(Stored data)
........
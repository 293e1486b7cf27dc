//! Request-scoped admin context.
//!
//! The registry is shared and read-only once built. Which admin and action a
//! request is working on is tracked by a [`RequestContext`] created for that
//! request and dropped with it.

use serde_json::Value;
use sidus_admin_core::logging::admin_span;
use sidus_admin_core::{AdminError, AdminResult, Parameters};

use crate::action::{Action, ACTION_KEY, ADMIN_KEY};
use crate::admin::Admin;
use crate::registry::AdminRegistry;

/// An action given either directly or by code.
///
/// A code only needs to live as long as the lookup; an action reference must
/// live as long as the registry borrow.
#[derive(Debug, Clone, Copy)]
pub enum ActionRef<'r, 'c> {
    /// The action itself.
    Action(&'r Action),
    /// An action code, resolved against the current admin.
    Code(&'c str),
}

impl<'r, 'c> From<&'r Action> for ActionRef<'r, 'c> {
    fn from(action: &'r Action) -> Self {
        Self::Action(action)
    }
}

impl<'r, 'c> From<&'c str> for ActionRef<'r, 'c> {
    fn from(code: &'c str) -> Self {
        Self::Code(code)
    }
}

impl<'r, 'c> From<&'c String> for ActionRef<'r, 'c> {
    fn from(code: &'c String) -> Self {
        Self::Code(code)
    }
}

/// The current admin and action of one request.
///
/// # Examples
///
/// ```
/// use sidus_admin::{Admin, AdminRegistry, RequestContext};
/// use sidus_admin_core::config::{ActionConfig, AdminConfig};
///
/// let mut registry = AdminRegistry::new();
/// registry.add_admin(
///     Admin::new(
///         "product",
///         AdminConfig::new()
///             .controller_pattern(vec!["ProductController::{{action}}"])
///             .action("list", ActionConfig::new("/products")),
///     )
///     .unwrap(),
/// );
///
/// let mut context = RequestContext::new(&registry);
/// context.select_admin("product").unwrap();
/// context.set_current_action("list").unwrap();
/// assert_eq!(context.current_action().unwrap().route_name(), "sidus_admin.product.list");
/// ```
#[derive(Debug, Clone, Copy)]
pub struct RequestContext<'r> {
    registry: &'r AdminRegistry,
    current_admin: Option<&'r Admin>,
    current_action: Option<&'r Action>,
}

impl<'r> RequestContext<'r> {
    /// Creates a context with no current admin or action.
    pub const fn new(registry: &'r AdminRegistry) -> Self {
        Self {
            registry,
            current_admin: None,
            current_action: None,
        }
    }

    /// Creates a context from the defaults of a matched route.
    ///
    /// # Errors
    ///
    /// Returns `NotFound` if the defaults do not carry `_admin`/`_action`
    /// strings, or if they name an unknown admin or action.
    pub fn from_route_defaults(registry: &'r AdminRegistry, defaults: &Parameters) -> AdminResult<Self> {
        let admin_code = string_default(defaults, ADMIN_KEY)?;
        let action_code = string_default(defaults, ACTION_KEY)?;

        let mut context = Self::new(registry);
        context.select_admin(admin_code)?;
        context.set_current_action(action_code)?;
        Ok(context)
    }

    /// Returns the shared registry.
    pub const fn registry(&self) -> &'r AdminRegistry {
        self.registry
    }

    /// Returns the current admin.
    pub const fn current_admin(&self) -> Option<&'r Admin> {
        self.current_admin
    }

    /// Sets the current admin. The admin is not checked against the registry.
    ///
    /// Switching to an admin with a different code clears the current action.
    pub fn set_current_admin(&mut self, admin: &'r Admin) {
        if self
            .current_admin
            .is_some_and(|current| current.code() != admin.code())
        {
            self.current_action = None;
        }
        self.current_admin = Some(admin);
    }

    /// Looks up an admin in the registry and makes it current.
    ///
    /// # Errors
    ///
    /// Returns `NotFound` if no admin has that code.
    pub fn select_admin(&mut self, code: &str) -> AdminResult<&'r Admin> {
        let admin = self.registry.get_admin(code)?;
        self.set_current_admin(admin);
        Ok(admin)
    }

    /// Returns the current action.
    pub const fn current_action(&self) -> Option<&'r Action> {
        self.current_action
    }

    /// Sets the current action, given directly or by code.
    ///
    /// A code is resolved through the current admin. An action owned by
    /// another admin, or given while no admin is current, makes its own admin
    /// current first, so the current action always belongs to the current
    /// admin.
    ///
    /// # Errors
    ///
    /// Returns `NotFound` if a code is given while no admin is current, if
    /// the current admin has no action with that code, or if the admin of a
    /// given action is not registered.
    pub fn set_current_action<'c, A>(&mut self, action: A) -> AdminResult<&'r Action>
    where
        A: Into<ActionRef<'r, 'c>>,
    {
        let action = match action.into() {
            ActionRef::Action(action) => {
                if !self
                    .current_admin
                    .is_some_and(|admin| admin.code() == action.admin_code())
                {
                    self.select_admin(action.admin_code())?;
                }
                action
            }
            ActionRef::Code(code) => {
                let admin = self.current_admin.ok_or_else(|| {
                    AdminError::NotFound(format!(
                        "No current admin to resolve action '{code}' against"
                    ))
                })?;
                admin.get_action(code)?
            }
        };
        self.current_action = Some(action);
        Ok(action)
    }

    /// Clears the current admin and action.
    pub fn clear(&mut self) {
        self.current_admin = None;
        self.current_action = None;
    }

    /// Returns a span tagged with the current admin and action codes.
    pub fn span(&self) -> tracing::Span {
        admin_span(
            self.current_admin.map(Admin::code),
            self.current_action.map(Action::code),
        )
    }
}

fn string_default<'a>(defaults: &'a Parameters, key: &str) -> AdminResult<&'a str> {
    defaults
        .get(key)
        .and_then(Value::as_str)
        .ok_or_else(|| AdminError::NotFound(format!("Route defaults do not carry '{key}'")))
}

#[cfg(test)]
mod tests {
    use super::*;
    use serde_json::json;
    use sidus_admin_core::{ActionConfig, AdminConfig};

    fn registry() -> AdminRegistry {
        let mut registry = AdminRegistry::new();
        for code in ["product", "category"] {
            registry.add_admin(
                Admin::new(
                    code,
                    AdminConfig::new()
                        .prefix(format!("/{code}"))
                        .controller_pattern(vec!["{{Admin}}Controller::{{action}}Action"])
                        .action("list", ActionConfig::new("/list"))
                        .action("edit", ActionConfig::new("/{id}/edit")),
                )
                .unwrap(),
            );
        }
        registry
    }

    #[test]
    fn test_new_context_is_empty() {
        let registry = registry();
        let context = RequestContext::new(&registry);
        assert!(context.current_admin().is_none());
        assert!(context.current_action().is_none());
        assert_eq!(context.registry().len(), 2);
    }

    #[test]
    fn test_set_current_admin_without_validation() {
        let registry = registry();
        let outsider = Admin::new("outsider", AdminConfig::new()).unwrap();
        let mut context = RequestContext::new(&registry);
        context.set_current_admin(&outsider);
        assert_eq!(context.current_admin().unwrap().code(), "outsider");
    }

    #[test]
    fn test_select_admin_unknown() {
        let registry = registry();
        let mut context = RequestContext::new(&registry);
        assert!(matches!(context.select_admin("user"), Err(AdminError::NotFound(_))));
        assert!(context.current_admin().is_none());
    }

    #[test]
    fn test_set_current_action_by_code() {
        let registry = registry();
        let mut context = RequestContext::new(&registry);
        context.select_admin("product").unwrap();
        let action = context.set_current_action("edit").unwrap();
        assert_eq!(action.route_name(), "sidus_admin.product.edit");
        assert_eq!(context.current_action().unwrap().code(), "edit");
    }

    #[test]
    fn test_set_current_action_by_instance() {
        let registry = registry();
        let action = registry
            .get_admin("category")
            .unwrap()
            .get_action("list")
            .unwrap();
        let mut context = RequestContext::new(&registry);
        context.set_current_action(action).unwrap();
        assert_eq!(context.current_action().unwrap().admin_code(), "category");
        assert_eq!(context.current_admin().unwrap().code(), "category");
    }

    #[test]
    fn test_set_current_action_of_other_admin_switches_admin() {
        let registry = registry();
        let mut context = RequestContext::new(&registry);
        context.select_admin("product").unwrap();
        context.set_current_action("edit").unwrap();

        let list = registry
            .get_admin("category")
            .unwrap()
            .get_action("list")
            .unwrap();
        context.set_current_action(list).unwrap();
        assert_eq!(context.current_admin().unwrap().code(), "category");
        assert_eq!(context.current_action().unwrap().admin_code(), "category");

        // Re-selecting the former admin drops the category action.
        context.select_admin("product").unwrap();
        assert!(context.current_action().is_none());
    }

    #[test]
    fn test_set_current_action_of_unregistered_admin() {
        let registry = registry();
        let outsider = Admin::new(
            "outsider",
            AdminConfig::new()
                .controller_pattern(vec!["OutsiderController::{{action}}"])
                .action("list", ActionConfig::new("/outsider")),
        )
        .unwrap();
        let mut context = RequestContext::new(&registry);
        context.select_admin("product").unwrap();
        context.set_current_action("list").unwrap();

        let result = context.set_current_action(outsider.get_action("list").unwrap());
        assert!(matches!(result, Err(AdminError::NotFound(_))));
        assert_eq!(context.current_admin().unwrap().code(), "product");
        assert_eq!(context.current_action().unwrap().admin_code(), "product");
    }

    #[test]
    fn test_set_current_action_unknown_code() {
        let registry = registry();
        let mut context = RequestContext::new(&registry);
        context.select_admin("product").unwrap();
        context.set_current_action("list").unwrap();
        let result = context.set_current_action("delete");
        assert!(matches!(result, Err(AdminError::NotFound(_))));
        // The previous action is kept.
        assert_eq!(context.current_action().unwrap().code(), "list");
    }

    #[test]
    fn test_set_current_action_without_admin() {
        let registry = registry();
        let mut context = RequestContext::new(&registry);
        assert!(matches!(
            context.set_current_action("list"),
            Err(AdminError::NotFound(_))
        ));
    }

    #[test]
    fn test_switching_admin_clears_action() {
        let registry = registry();
        let mut context = RequestContext::new(&registry);
        context.select_admin("product").unwrap();
        context.set_current_action("list").unwrap();

        context.select_admin("product").unwrap();
        assert!(context.current_action().is_some());

        context.select_admin("category").unwrap();
        assert!(context.current_action().is_none());
    }

    #[test]
    fn test_from_route_defaults() {
        let registry = registry();
        let route = registry
            .get_admin("category")
            .unwrap()
            .get_action("edit")
            .unwrap()
            .route()
            .clone();
        let context = RequestContext::from_route_defaults(&registry, route.get_defaults()).unwrap();
        assert_eq!(context.current_admin().unwrap().code(), "category");
        assert_eq!(context.current_action().unwrap().code(), "edit");
    }

    #[test]
    fn test_from_route_defaults_missing_keys() {
        let registry = registry();
        let mut defaults = Parameters::new();
        defaults.insert("_admin".into(), json!("product"));
        let result = RequestContext::from_route_defaults(&registry, &defaults);
        assert!(matches!(result, Err(AdminError::NotFound(_))));
    }

    #[test]
    fn test_contexts_are_independent() {
        let registry = registry();
        let mut first = RequestContext::new(&registry);
        let mut second = RequestContext::new(&registry);
        first.select_admin("product").unwrap();
        second.select_admin("category").unwrap();
        assert_eq!(first.current_admin().unwrap().code(), "product");
        assert_eq!(second.current_admin().unwrap().code(), "category");
    }

    #[test]
    fn test_clear_and_span() {
        let registry = registry();
        let mut context = RequestContext::new(&registry);
        context.select_admin("product").unwrap();
        {
            let span = context.span();
            let _guard = span.enter();
            tracing::debug!("handling request");
        }
        context.clear();
        assert!(context.current_admin().is_none());
    }
}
........
[WHAT THIS TASK INVOLVES] Transcribe only, please, the lines from the first line of the records through the line with "pub enum ActionRef<'r, 'c>". Both of those lines are included.

[RESPONSE AREA]
repository 293e1486b7cf27dc
//! Request-scoped admin context.
//!
//! The registry is shared and read-only once built. Which admin and action a
//! request is working on is tracked by a [`RequestContext`] created for that
//! request and dropped with it.

use serde_json::Value;
use sidus_admin_core::logging::admin_span;
use sidus_admin_core::{AdminError, AdminResult, Parameters};

use crate::action::{Action, ACTION_KEY, ADMIN_KEY};
use crate::admin::Admin;
use crate::registry::AdminRegistry;

/// An action given either directly or by code.
///
/// A code only needs to live as long as the lookup; an action reference must
/// live as long as the registry borrow.
#[derive(Debug, Clone, Copy)]
pub enum ActionRef<'r, 'c> {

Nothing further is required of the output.